One level deeper, netServer.AddPodToMesh works in this order. It first registers the Pod UID in the snapshot/cache, opens or finds the Pod network namespace, creates redirection rules inside the Pod netns, and finally sends an AddWorkload message to ztunnel.

// cni/pkg/nodeagent/net_linux.go

s.currentPodSnapshot.Ensure(string(pod.UID))
openNetns, err := s.getOrOpenNetns(pod, netNs)

// Create redirection rules inside the pod netns
s.trafficManager.CreateInpodRules(log, podCfg)

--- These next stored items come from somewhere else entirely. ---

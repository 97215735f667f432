//! Stall detection (§4.6/§5): pure decision logic, kept separate from the
//! supervisor loop so it's trivially unit-testable (property 6 of §8).

use std::time::Duration;

/// Whether the supervisor should treat the build as stalled right now.
///
/// `elapsed_since_start` gates the startup grace window; `elapsed_since_
/// advance` is measured from the last snapshot for which
/// `Progress::has_advanced` returned true (receiving snapshots without
/// advance does not reset this).
pub fn should_kill_for_stall(
    elapsed_since_start: Duration,
    elapsed_since_advance: Duration,
    startup_grace: Duration,
    stall_timeout: Duration,
) -> bool {
    if elapsed_since_start < startup_grace {
        return false;
    }
    elapsed_since_advance > stall_timeout
}

#[cfg(test)]
mod tests {
    use super::*;

    #[test]
    fn stall_detection_disabled_during_startup_grace() {
        assert!(!should_kill_for_stall(
            Duration::from_secs(10),
            Duration::from_secs(200),
            Duration::from_secs(25),
            Duration::from_secs(90),
        ));
    }

    #[test]
    fn stall_detected_after_grace_when_no_advance() {
        assert!(should_kill_for_stall(
            Duration::from_secs(120),
            Duration::from_secs(91),
            Duration::from_secs(25),
            Duration::from_secs(90),
        ));
    }

    #[test]
    fn not_stalled_when_advance_within_timeout() {
        assert!(!should_kill_for_stall(
            Duration::from_secs(120),
            Duration::from_secs(10),
            Duration::from_secs(25),
            Duration::from_secs(90),
        ));
    }

    #[test]
    fn boundary_is_strictly_greater_than_timeout() {
        assert!(!should_kill_for_stall(
            Duration::from_secs(120),
            Duration::from_secs(90),
            Duration::from_secs(25),
            Duration::from_secs(90),
        ));
        assert!(should_kill_for_stall(
            Duration::from_secs(120),
            Duration::from_secs(91),
            Duration::from_secs(25),
            Duration::from_secs(90),
        ));
    }
}
//! Preflight (C12): cheap reachability check before handing a receiver URL
//! to the build pipeline. HEAD first, GET-with-range fallback on 405,
//! 5 second timeout either way.

use reqwest::{Client, StatusCode};
use url::Url;

use crate::error::AppError;

/// Checks that `url` (`http[s]://` only) is reachable, mapping the response
/// to the §7 error kinds. Anything else (2xx/3xx) is treated as reachable.
pub async fn check(client: &Client, url: &Url) -> Result<(), AppError> {
    if url.scheme() != "http" && url.scheme() != "https" {
        return Ok(());
    }

    let head_response = client
        .head(url.clone())
        .timeout(std::time::Duration::from_secs(5))
        .send()
        .await;

    let status = match head_response {
        Ok(resp) if resp.status() == StatusCode::METHOD_NOT_ALLOWED => {
            let get_response = client
                .get(url.clone())
                .header("Range", "bytes=0-4095")
                .timeout(std::time::Duration::from_secs(5))
                .send()
                .await
                .map_err(|e| AppError::ReceiverUnreachable(e.to_string()))?;
            get_response.status()
        }
        Ok(resp) => resp.status(),
        Err(e) => return Err(AppError::ReceiverUnreachable(e.to_string())),
    };

    classify_status(status)
}

fn classify_status(status: StatusCode) -> Result<(), AppError> {
    match status {
        StatusCode::UNAUTHORIZED | StatusCode::FORBIDDEN | StatusCode::NOT_FOUND => {
            Err(AppError::ReceiverUnreachable(format!(
                "source unavailable: HTTP {status}"
            )))
        }
        s if s.is_server_error() => Err(AppError::ReceiverUnreachable(format!(
            "receiver server error: HTTP {status}"
        ))),
        _ => Ok(()),
    }
}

// Register workload with ztunnel
s.sendPodToZtunnelAndWaitForAck(ctx, pod, openNetns)

ztunnel registration happens in PodAdded. If there is no ztunnel connection yet, it returns a no ztunnel connection error.

// cni/pkg/nodeagent/ztunnelserver_linux.go

latestConn, err := z.conns.LatestConn()
if err != nil {
    return fmt.Errorf("no ztunnel connection")
}

add := &zdsapi.AddWorkload{
    WorkloadInfo: podToWorkload(pod),
    Uid:          uid,
}

In this case, redirection rules may already exist in the Pod netns, but ztunnel does not yet know about the Pod. Istio marks the Pod as pending and tries again later.

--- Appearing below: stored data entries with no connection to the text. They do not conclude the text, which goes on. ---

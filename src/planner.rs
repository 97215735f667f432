//! Playback Planner (C9): decides whether a client should be pointed at a
//! direct MP4 stream or an HLS playlist, and why.

use std::path::Path;
use std::time::{Duration, SystemTime};

use serde::Serialize;

#[derive(Debug, Clone, Copy, PartialEq, Eq, Serialize)]
#[serde(rename_all = "snake_case")]
pub enum PlaybackMode {
    DirectMp4,
    Hls,
}

#[derive(Debug, Clone, Serialize)]
pub struct PlaybackInfo {
    pub mode: PlaybackMode,
    pub url: String,
    pub reason: &'static str,
    pub duration_seconds: Option<f64>,
}

/// Whether `path`'s mtime is at least `stable_window` old relative to `now`,
/// i.e. nothing has written to it recently. Pure so the stability judgment
/// is unit-testable without real file timestamps.
pub fn is_stable(mtime: SystemTime, now: SystemTime, stable_window: Duration) -> bool {
    now.duration_since(mtime).map(|age| age >= stable_window).unwrap_or(false)
}

pub enum LocalResolution {
    /// Resolves to a local path, with its last-modified time.
    Resolved { local_path: std::path::PathBuf, mtime: SystemTime },
    /// No local path; must be served from the receiver.
    NotLocal,
}

/// Builds the `PlaybackInfo` per §4.9's three-way branch. `token` is
/// appended as `?token=…` when present, for clients that cannot set
/// headers (a direct `<video>` tag).
pub fn plan(
    recording_id: &str,
    resolution: LocalResolution,
    now: SystemTime,
    stable_window: Duration,
    duration_seconds: Option<f64>,
    token: Option<&str>,
) -> PlaybackInfo {
    let info = match resolution {
        LocalResolution::Resolved { mtime, .. } if is_stable(mtime, now, stable_window) => {
            PlaybackInfo {
                mode: PlaybackMode::DirectMp4,
                url: format!("/api/v3/recordings/{recording_id}/stream.mp4"),
                reason: "local_file_available",
                duration_seconds,
            }
        }
        LocalResolution::Resolved { .. } => PlaybackInfo {
            mode: PlaybackMode::Hls,
            url: format!("/api/v3/recordings/{recording_id}/timeshift.m3u8"),
            reason: "file_growing",
            duration_seconds: None,
        },
        LocalResolution::NotLocal => PlaybackInfo {
            mode: PlaybackMode::Hls,
            url: format!("/api/v3/recordings/{recording_id}/playlist.m3u8"),
            reason: "remote_source",
            duration_seconds,
        },
    };
    inject_token(info, token)
}

fn inject_token(mut info: PlaybackInfo, token: Option<&str>) -> PlaybackInfo {
    if let Some(token) = token {
        let separator = if info.url.contains('?') { '&' } else { '?' };
        info.url = format!("{}{separator}token={token}", info.url);
    }
    info
}

/// Helper for callers that already have a filesystem path: resolves it to a
/// [`LocalResolution`] if the file exists.
pub fn resolve_local(path: &Path) -> std::io::Result<LocalResolution> {
    match std::fs::metadata(path) {
        Ok(meta) => Ok(LocalResolution::Resolved {
            local_path: path.to_path_buf(),
            mtime: meta.modified()?,
        }),
        Err(e) if e.kind() == std::io::ErrorKind::NotFound => Ok(LocalResolution::NotLocal),
        Err(e) => Err(e),
    }
}

#[cfg(test)]
mod tests {
    use super::*;

    #[test]
    fn stable_local_file_plans_direct_mp4() {
        let now = SystemTime::now();
        let mtime = now - Duration::from_secs(10);
        let info = plan(
            "abc",
            LocalResolution::Resolved {
                local_path: "/media/x.ts".into(),
                mtime,
            },
            now,
            Duration::from_secs(2),
            Some(3600.0),
            None,
        );
        assert_eq!(info.mode, PlaybackMode::DirectMp4);
        assert_eq!(info.reason, "local_file_available");
        assert_eq!(info.url, "/api/v3/recordings/abc/stream.mp4");
    }

    #[test]
    fn growing_local_file_plans_hls_timeshift() {
        let now = SystemTime::now();
        let mtime = now - Duration::from_millis(100);
        let info = plan(
            "abc",
            LocalResolution::Resolved {
                local_path: "/media/x.ts".into(),
                mtime,
            },
            now,
            Duration::from_secs(2),
            None,
            None,
        );
        assert_eq!(info.mode, PlaybackMode::Hls);
        assert_eq!(info.reason, "file_growing");
    }

    #[test]
    fn non_local_plans_hls_remote_source() {
        let now = SystemTime::now();
        let info = plan("abc", LocalResolution::NotLocal, now, Duration::from_secs(2), None, None);
        assert_eq!(info.mode, PlaybackMode::Hls);
        assert_eq!(info.reason, "remote_source");
    }

    #[test]
    fn token_is_appended_as_query_param() {
        let now = SystemTime::now();
        let mtime = now - Duration::from_secs(10);
        let info = plan(
            "abc",
            LocalResolution::Resolved {
                local_path: "/media/x.ts".into(),
                mtime,
            },
            now,
            Duration::from_secs(2),
            None,
            Some("tok123"),
        );
        assert_eq!(info.url, "/api/v3/recordings/abc/stream.mp4?token=tok123");
    }
}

Not every failure leaves a pending annotation. If the CNI plugin was never called, or if ambient selection failed and the CNI event never reached the node agent, the redirection rules themselves may be missing. Conversely, if the CNI plugin determines that the Pod is ambient but fails to send the event to the node agent, the CNI ADD call returns an error. In the code, pending is closer to “redirection was partially applied, but ztunnel registration has not completed.”

3. Why Retry Alone Was Not Enough

Istio does not simply abandon Pods in the pending state. When processing Pod update events, it checks PodPartiallyEnrolled separately and treats such Pods as retry candidates.

// cni/pkg/nodeagent/informers.go

isEnrolled := util.PodFullyEnrolled(currentPod)
isPartiallyEnrolled := util.PodPartiallyEnrolled(currentPod)
shouldBeEnabled := s.enablementSelector.Matches(currentPod.Labels, currentPod.Annotations, ns.Labels)

changeNeeded := (isEnrolled != shouldBeEnabled) || isPartiallyEnrolled

In other words, a Pod in the pending state can trigger another AddPodToMesh attempt on a later event. If ztunnel connects later, the Pod may eventually reach the enabled state.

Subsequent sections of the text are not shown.